Bahkan, dalam kurun waktu beberapa hari terakhir, harga kedelai sudah mulai tak menentu.
“Seperti kemarin (Jumat, 11/11), harga kedelai waktu pagi hari masih Rp 7.150 per kilogram. Tetapi, saat saya beli di hari yang sama, sehabis Maghrib, harganya sudah Rp 7.250 per kilogram,” ujarnya.
Padahal, ia mengemukakan dalam satu hari butuh sekitar 47 kilogram kedelai untuk bahan dasar pembuatan tempe. “Kalau untuk Desa Pliken ada sekitar 568 perajin yang dalam seharinya butuh kedelai hingga 13 ton,” ucapnya.
Kondisi tersebut, jelasnya, membuat perajin harus mengeluarkan dana lebih dengan memotong keuntungan yang diterima per harinya. “Sekarang kami harus menambah dana ekstra termasuk beli daun dan plastik untuk membungkus tempe. Selain itu, kami harus mengecilkan ukuran tempe dan takarannya dikurangi,” ujarnya.
Ia mengemukakan, jika harganya dinaikan dapat menyebabkan pembeli tidak membelinya. “Misal, harga tempe bungkus Rp 250 per bungkus kami naikan, bisa-bisa nggak ada yang beli,” ujarnya.
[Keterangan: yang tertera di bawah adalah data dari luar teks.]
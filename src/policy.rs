// Upload acceptance rules.
//
// The size ceiling and the extension/MIME allow-list that front the
// container encoder and decoder. A file passes the type check when either
// its declared MIME type or its (lowercased) extension is allowed.

use std::path::Path;

use log::warn;
use thiserror::Error;

/// Default upload ceiling: 50 MiB.
pub const DEFAULT_MAX_SIZE: u64 = 50 * 1024 * 1024;

/// Extensions accepted by default, with the leading dot.
pub const DEFAULT_EXTENSIONS: &[&str] = &[".txt", ".jpg", ".jpeg", ".bin", ".png", ".pdf", ".gz"];

/// MIME types accepted by default.
pub const DEFAULT_MIME_TYPES: &[&str] = &[
    "text/plain",
    "image/jpeg",
    "image/jpg",
    "image/png",
    "application/octet-stream",
    "application/x-binary",
    "application/binary",
    "application/pdf",
    "application/gzip",
    "application/x-gzip",
];

#[derive(Debug, Error, PartialEq, Eq)]
pub enum PolicyError {
    #[error("File too large. Maximum size is {}MB.", max / (1024 * 1024))]
    TooLarge { size: u64, max: u64 },

    #[error("File type not allowed. Allowed types: {allowed}")]
    TypeNotAllowed { filename: String, allowed: String },
}

/// Size and type limits for incoming files.
#[derive(Debug, Clone)]
pub struct UploadPolicy {
    pub max_size: u64,
    pub allowed_extensions: Vec<String>,
    pub allowed_mime_types: Vec<String>,
}

impl Default for UploadPolicy {
    fn default() -> Self {
        Self {
            max_size: DEFAULT_MAX_SIZE,
            allowed_extensions: DEFAULT_EXTENSIONS.iter().map(|s| s.to_string()).collect(),
            allowed_mime_types: DEFAULT_MIME_TYPES.iter().map(|s| s.to_string()).collect(),
        }
    }
}

impl UploadPolicy {
    /// A policy that accepts any type, keeping only the size ceiling.
    pub fn any_type(max_size: u64) -> Self {
        Self {
            max_size,
            allowed_extensions: Vec::new(),
            allowed_mime_types: Vec::new(),
        }
    }

    /// Check a file before it is read or processed.
    pub fn check(&self, filename: &str, mime: Option<&str>, size: u64) -> Result<(), PolicyError> {
        self.check_size(size)?;
        self.check_type(filename, mime)
    }

    /// Check only the size ceiling.
    pub fn check_size(&self, size: u64) -> Result<(), PolicyError> {
        if size > self.max_size {
            warn!("rejected upload of {size} bytes (limit {})", self.max_size);
            return Err(PolicyError::TooLarge {
                size,
                max: self.max_size,
            });
        }
        Ok(())
    }

    /// Check only the type allow-list. An empty allow-list accepts anything.
    pub fn check_type(&self, filename: &str, mime: Option<&str>) -> Result<(), PolicyError> {
        if self.allowed_extensions.is_empty() && self.allowed_mime_types.is_empty() {
            return Ok(());
        }

        let mime_ok = mime.is_some_and(|m| {
            self.allowed_mime_types
                .iter()
                .any(|allowed| allowed.eq_ignore_ascii_case(m))
        });
        let ext_ok = extension_of(filename).is_some_and(|ext| {
            self.allowed_extensions
                .iter()
                .any(|allowed| *allowed == ext)
        });

        if mime_ok || ext_ok {
            return Ok(());
        }

        warn!("rejected upload {filename:?} with MIME type {mime:?}");
        Err(PolicyError::TypeNotAllowed {
            filename: filename.to_owned(),
            allowed: self
                .allowed_extensions
                .iter()
                .map(|e| e.trim_start_matches('.'))
                .collect::<Vec<_>>()
                .join(", "),
        })
    }
}

/// Lowercased extension with its leading dot, e.g. `".txt"`.
fn extension_of(filename: &str) -> Option<String> {
    Path::new(filename)
        .extension()
        .and_then(|e| e.to_str())
        .map(|e| format!(".{}", e.to_ascii_lowercase()))
}

/// Guess a MIME type from a filename's extension.
///
/// Falls back to `application/octet-stream`.
pub fn mime_for_filename(filename: &str) -> &'static str {
    match extension_of(filename).as_deref() {
        Some(".txt") => "text/plain",
        Some(".jpg" | ".jpeg") => "image/jpeg",
        Some(".png") => "image/png",
        Some(".pdf") => "application/pdf",
        Some(".gz") => "application/gzip",
        _ => "application/octet-stream",
    }
}

// ---------------------------------------------------------------------------
// Tests
// ---------------------------------------------------------------------------

#[cfg(test)]
mod tests {
    use super::*;

    #[test]
    fn accepts_allowed_extension() {
        let policy = UploadPolicy::default();
        assert!(policy.check("notes.TXT", None, 10).is_ok());
        assert!(policy.check("photo.jpeg", Some("weird/type"), 10).is_ok());
        assert!(policy.check("archive.tar.gz", None, 10).is_ok());
    }

    #[test]
    fn accepts_allowed_mime_without_extension() {
        let policy = UploadPolicy::default();
        assert!(policy.check("README", Some("text/plain"), 10).is_ok());
        assert!(policy.check("dump", Some("Application/Octet-Stream"), 10).is_ok());
    }

    #[test]
    fn rejects_unknown_type() {
        let policy = UploadPolicy::default();
        let err = policy
            .check("script.exe", Some("application/x-msdownload"), 10)
            .unwrap_err();
        assert_eq!(
            err.to_string(),
            "File type not allowed. Allowed types: txt, jpg, jpeg, bin, png, pdf, gz"
        );
        assert!(policy.check("noext", None, 10).is_err());
    }

    #[test]
    fn size_ceiling() {
        let policy = UploadPolicy::default();
        assert!(policy.check("a.bin", None, DEFAULT_MAX_SIZE).is_ok());
        let err = policy.check("a.bin", None, DEFAULT_MAX_SIZE + 1).unwrap_err();
        assert_eq!(err.to_string(), "File too large. Maximum size is 50MB.");
    }

    #[test]
    fn size_checked_before_type() {
        let policy = UploadPolicy::default();
        assert!(matches!(
            policy.check("x.exe", None, DEFAULT_MAX_SIZE + 1),
            Err(PolicyError::TooLarge { .. })
        ));
    }

    #[test]
    fn any_type_policy() {
        let policy = UploadPolicy::any_type(100);
        assert!(policy.check("x.exe", None, 100).is_ok());
        assert!(policy.check("x.exe", None, 101).is_err());
    }

    #[test]
    fn mime_guess() {
        assert_eq!(mime_for_filename("a.TXT"), "text/plain");
        assert_eq!(mime_for_filename("a.jpg"), "image/jpeg");
        assert_eq!(mime_for_filename("a.tar.gz"), "application/gzip");
        assert_eq!(mime_for_filename("a"), "application/octet-stream");
    }
}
Diakuinya, kenaikan harga kedelai impor dipengaruhi menguatnya mata uang Dollar Amerika Serikat. Sejak terpilihnya Donald Trump menjadi Presiden negara Paman Sam, mata uang rupiah terus melemah.
Menurut yahoofinance, Jumat (11/11), mata rupiah berada di kisaran 13.200-an terhadap Dollar atau turun dibanding penitipan sebelumnya di angka 13.100-an. Sumarman mengakui, kenaikan dollar terhadap rupiah bisa menjadi faktor utamanya.
“Kalau dulu kan, ada tuntutan supaya bea masuk kedelai impor ditiadakan. Nah, sekarang sudah ngga ada lagi (bea masuk kedelai impor), tetapi kok masih naik harga kedelainya,” ucapnya.
Seorang ibu rumah tangga di Purwokerto, Evi mengeluhkan mengecilnya ukuran tempe.
“Katanya sih karena harga kedelai naik. Tapi semakin ke sini kayanya semakin mengecil ya, walau harganya nggak naik,” Pungkasnya.